We can choose how to model the uncorrelated noise between each time bin (i.e. the Poisson noise). We can either directly use the error bars (use_errors=True) or we can add the noise term into the kernel function (noise_kernel=True). Note that these options are mutually exclusive.

We can also select whether to model the light curve as the log of the count rate in each time bin (lognorm=True), which may be appropriate for systems in which the variability follows a log-normal distribution.

The remove_nan and remove_gaps options clean up any zero-count time bins in the original light curves that may be in place of the gaps (the light curves that are passed to the Gaussian process classes should simply have the time bins missing where no data are available).

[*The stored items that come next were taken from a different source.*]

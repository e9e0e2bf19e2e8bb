//! Error types.
//!
//! Errors come in three layers, each wrapping the one below:
//!
//! - [`ValueError`]: raised by validators and type handlers while turning
//!   value tokens into a typed value. Knows nothing about files or keys.
//! - [`FieldError`]: raised while resolving an option key to a field and
//!   dispatching its values. Knows the field, not the file.
//! - [`ParseError`]: what [`parse`](crate::parse) returns. Every line-level
//!   failure is wrapped as [`ParseError::Field`] with the file path and line
//!   number, rendered as `"<path> line <N>: error parsing <key>: <cause>"`.

use std::num::{ParseFloatError, ParseIntError};
use std::path::PathBuf;

use thiserror::Error;

/// Boxed error used for caller-supplied callbacks and plug-in handlers.
pub type BoxError = Box<dyn std::error::Error + Send + Sync + 'static>;

#[derive(Debug, Error)]
#[cfg_attr(feature = "rich-errors", derive(miette::Diagnostic))]
pub enum ParseError {
    #[error("Failed to read {path}: {source}")]
    #[cfg_attr(feature = "rich-errors", diagnostic(code(lineconf::io)))]
    Io {
        path: PathBuf,
        source: std::io::Error,
    },

    #[error("{path} line {line}: first line can't be indented")]
    #[cfg_attr(
        feature = "rich-errors",
        diagnostic(
            code(lineconf::indented_first_line),
            help("continuation lines must follow an option line")
        )
    )]
    IndentedFirstLine { path: PathBuf, line: usize },

    #[error("{path} line {line}: indented line has no option to continue")]
    #[cfg_attr(
        feature = "rich-errors",
        diagnostic(
            code(lineconf::nothing_to_continue),
            help("the files sourced before this line set no options")
        )
    )]
    NothingToContinue { path: PathBuf, line: usize },

    #[error("{path} line {line}: cannot source {target}: it is already being read")]
    #[cfg_attr(feature = "rich-errors", diagnostic(code(lineconf::source_cycle)))]
    SourceCycle {
        path: PathBuf,
        line: usize,
        target: PathBuf,
    },

    #[error("{path} line {line}: error parsing {key}: {source}")]
    #[cfg_attr(feature = "rich-errors", diagnostic(code(lineconf::field)))]
    Field {
        path: PathBuf,
        line: usize,
        key: String,
        source: FieldError,
    },
}

impl ParseError {
    /// Line number the error points at, if it is tied to one.
    pub fn line(&self) -> Option<usize> {
        match self {
            ParseError::Io { .. } => None,
            ParseError::IndentedFirstLine { line, .. }
            | ParseError::NothingToContinue { line, .. }
            | ParseError::SourceCycle { line, .. }
            | ParseError::Field { line, .. } => Some(*line),
        }
    }
}

#[derive(Debug, Error)]
pub enum FieldError {
    #[error("unknown option {key} (field {} is missing)", .candidates.join(" or "))]
    UnknownOption { key: String, candidates: Vec<String> },

    #[error(transparent)]
    Value(#[from] ValueError),

    #[error("don't know how to set fields of the type {0}")]
    UnknownType(String),

    #[error("{0} (from handler)")]
    Handler(#[source] BoxError),

    #[error("the handler for {descriptor} returned a value of a different type")]
    TypeMismatch { descriptor: String },
}

#[derive(Debug, Error)]
pub enum ValueError {
    #[error("must have no values (has: {has})")]
    NoValue { has: usize },

    #[error("must have exactly one value (has: {has})")]
    SingleValue { has: usize },

    #[error("must have more than {min} values (has: {has})")]
    TooFew { min: usize, has: usize },

    #[error("must have fewer than {max} values (has: {has})")]
    TooMany { max: usize, has: usize },

    #[error("unable to parse {0:?} as a boolean")]
    Bool(String),

    #[error("unable to parse {value:?} as a character")]
    Char { value: String },

    #[error(transparent)]
    Int(#[from] ParseIntError),

    #[error(transparent)]
    Float(#[from] ParseFloatError),

    #[error(transparent)]
    Custom(BoxError),
}

impl ValueError {
    /// Wrap any error raised by a plug-in handler.
    pub fn custom<E>(err: E) -> Self
    where
        E: Into<BoxError>,
    {
        ValueError::Custom(err.into())
    }
}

The run_fit=True option will run the Gaussian process model fit for each light curve immediately.

The GPLightCurve class can either read the light curve directly from a FITS file, or it can be passed an existing LightCurve object with the lc=my_lightcurve argument. This allows us to perform various operations on the light curve before fitting, such as concatenating segmetns from multiple observations into a single long light curve.

In [None]:
gplc1 = GPLightCurve('lightcurves/lc1.lc', kernel='rq', lognorm=False, noise_kernel=True, use_errors=False, remove_gaps=True, remove_nan=True, run_fit=True)
gplc2 = GPLightCurve('lightcurves/lc2.lc', kernel='rq', lognorm=False, noise_kernel=True, use_errors=False, remove_gaps=True, remove_nan=True, run_fit=True)

We can plot the original light curve simply using Plot(gplc1), or we can draw a single sample from the Gaussian process model using gplc1.sample(n_samples=1), which we can then plot like any other LightCurve object. We can also marginalise the prediction for the light curve in the gaps over many samples using gplc1.predict(). Plotting these on top of each other to see how the Gaussian process predicts the underlying variability:

In [None]:
sample_lc = gplc1.sample(n_samples=1)
prediction_lc = gplc1.predict()
Plot([gplc1, sample_lc, prediction_lc], fig_size=(10,3))

## Sampling the lag-frequency spectrum

Once the Gaussian process models have been fit to the pair of light curves, we can use them to sample the lag-frequency spectrum. The GPLagFrequencySpectrum class will automatically draw samples from each of the Gaussian process light curve models, then compute the time lags between them, repeating the process to obtain samples of the lag spectrum.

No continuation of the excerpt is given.